To contrast the HIFs and produce the inputs for the machine model, we directly computed the 76 principal components of the 76 pre-processed SAED images to serve as MIFs. Interestingly, the distribution of these principal components was far more spread out than in the HIF analyses. For example, the first two principal components accounted for 99.8% of the PCF (Fig. 3d) and 99.95% of the HIFs (Fig. 4e) but only 46% of the SAED patterns (Fig. 4g). In fact, the first 15 components accounted for only ≈70% of the variability of the SAED patterns. Fortunately, we only needed to capture the SAED variability resulting from the salient defects. Further, because MIF1 (Fig. 4h) alone highly correlated with the point-defect density, total dislocation density, and PCF1, there were many more MIFs available to capture the elusive PCF2. As explained in the next subsection, we used correlation coefficients to downselect which MIFs to include in the machine model because selecting too many MIFs would risk error via overfitting.

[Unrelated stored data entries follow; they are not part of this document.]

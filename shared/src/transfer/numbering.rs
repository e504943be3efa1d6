//! Transfer document numbers: `PV-<year>-<sequence>`

use std::fmt;
use std::str::FromStr;

use serde::{Deserialize, Serialize};
use thiserror::Error;

pub const DOCUMENT_PREFIX: &str = "PV";

#[derive(Debug, Clone, PartialEq, Eq, Error)]
pub enum NumberingError {
    #[error("malformed document number: {0}")]
    Malformed(String),
}

/// A parsed document number
#[derive(Debug, Clone, Copy, PartialEq, Eq, PartialOrd, Ord, Hash, Serialize, Deserialize)]
pub struct DocumentNumber {
    pub year: i32,
    pub sequence: u32,
}

impl DocumentNumber {
    pub fn new(year: i32, sequence: u32) -> Self {
        Self { year, sequence }
    }

    /// `PV-2026-`, for `LIKE` lookups of one year's numbers
    pub fn year_prefix(year: i32) -> String {
        format!("{}-{}-", DOCUMENT_PREFIX, year)
    }
}

impl fmt::Display for DocumentNumber {
    fn fmt(&self, f: &mut fmt::Formatter<'_>) -> fmt::Result {
        write!(f, "{}-{}-{:03}", DOCUMENT_PREFIX, self.year, self.sequence)
    }
}

impl FromStr for DocumentNumber {
    type Err = NumberingError;

    fn from_str(s: &str) -> Result<Self, Self::Err> {
        let malformed = || NumberingError::Malformed(s.to_string());

        let mut parts = s.trim().splitn(3, '-');
        let (Some(prefix), Some(year), Some(sequence)) = (parts.next(), parts.next(), parts.next())
        else {
            return Err(malformed());
        };
        if prefix != DOCUMENT_PREFIX || year.len() != 4 {
            return Err(malformed());
        }
        if sequence.is_empty() || !sequence.chars().all(|c| c.is_ascii_digit()) {
            return Err(malformed());
        }

        Ok(Self {
            year: year.parse().map_err(|_| malformed())?,
            sequence: sequence.parse().map_err(|_| malformed())?,
        })
    }
}

/// In-memory counter for one allocation run.
///
/// The base is read once from storage; every store's document then takes
/// the next value without re-querying.
#[derive(Debug, Clone, PartialEq, Eq)]
pub struct NumberSequence {
    year: i32,
    next: u32,
}

impl NumberSequence {
    /// Start after the highest existing number of `year`. Numbers of other
    /// years and malformed numbers are ignored.
    pub fn continue_from<'a, I>(year: i32, existing: I) -> Self
    where
        I: IntoIterator<Item = &'a str>,
    {
        let highest = existing
            .into_iter()
            .filter_map(|number| number.parse::<DocumentNumber>().ok())
            .filter(|number| number.year == year)
            .map(|number| number.sequence)
            .max()
            .unwrap_or(0);

        Self {
            year,
            next: highest + 1,
        }
    }

    pub fn year(&self) -> i32 {
        self.year
    }

    /// The number the next call to [`issue`](Self::issue) returns
    pub fn peek(&self) -> DocumentNumber {
        DocumentNumber::new(self.year, self.next)
    }

    pub fn issue(&mut self) -> DocumentNumber {
        let number = self.peek();
        self.next += 1;
        number
    }
}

Modeling defect statistics from SAED features
For the human model, we had two obvious inputs: HIF1 and HIF2. These two principal components effectively summarized the evolution in the area, perimeter, eccentricity, and position for the first two families of SAED spots. As shown by Table 1, HIF1 had a strong, linear correlation with the point-defect density, dislocation density, and PCF1. Hence, the human model would certainly capture these defect statistics. In contrast, neither HIF1 nor HIF2 had a strong linear correlation with PCF2, which related to the close-range order of the point-defect distribution. Surprisingly, several of the individual HIFs fared better. For example, the eccentricity for {200} had a correlation coefficient of 0.28 for PCF2 in comparison to the 0.02 and 0.06 of HIF1 and HIF2, respectively. Recall that the principal components of the HIFs captured 99% of the variation of the individual HIFs, including the eccentricity for {200}. Therefore, we deduced that the relationship between the HIFs and the PCF2 was likely non-linear if present. In this case, a non-linear human model (e.g., based on Gaussian Process Regression) could potentially still predict PCF2.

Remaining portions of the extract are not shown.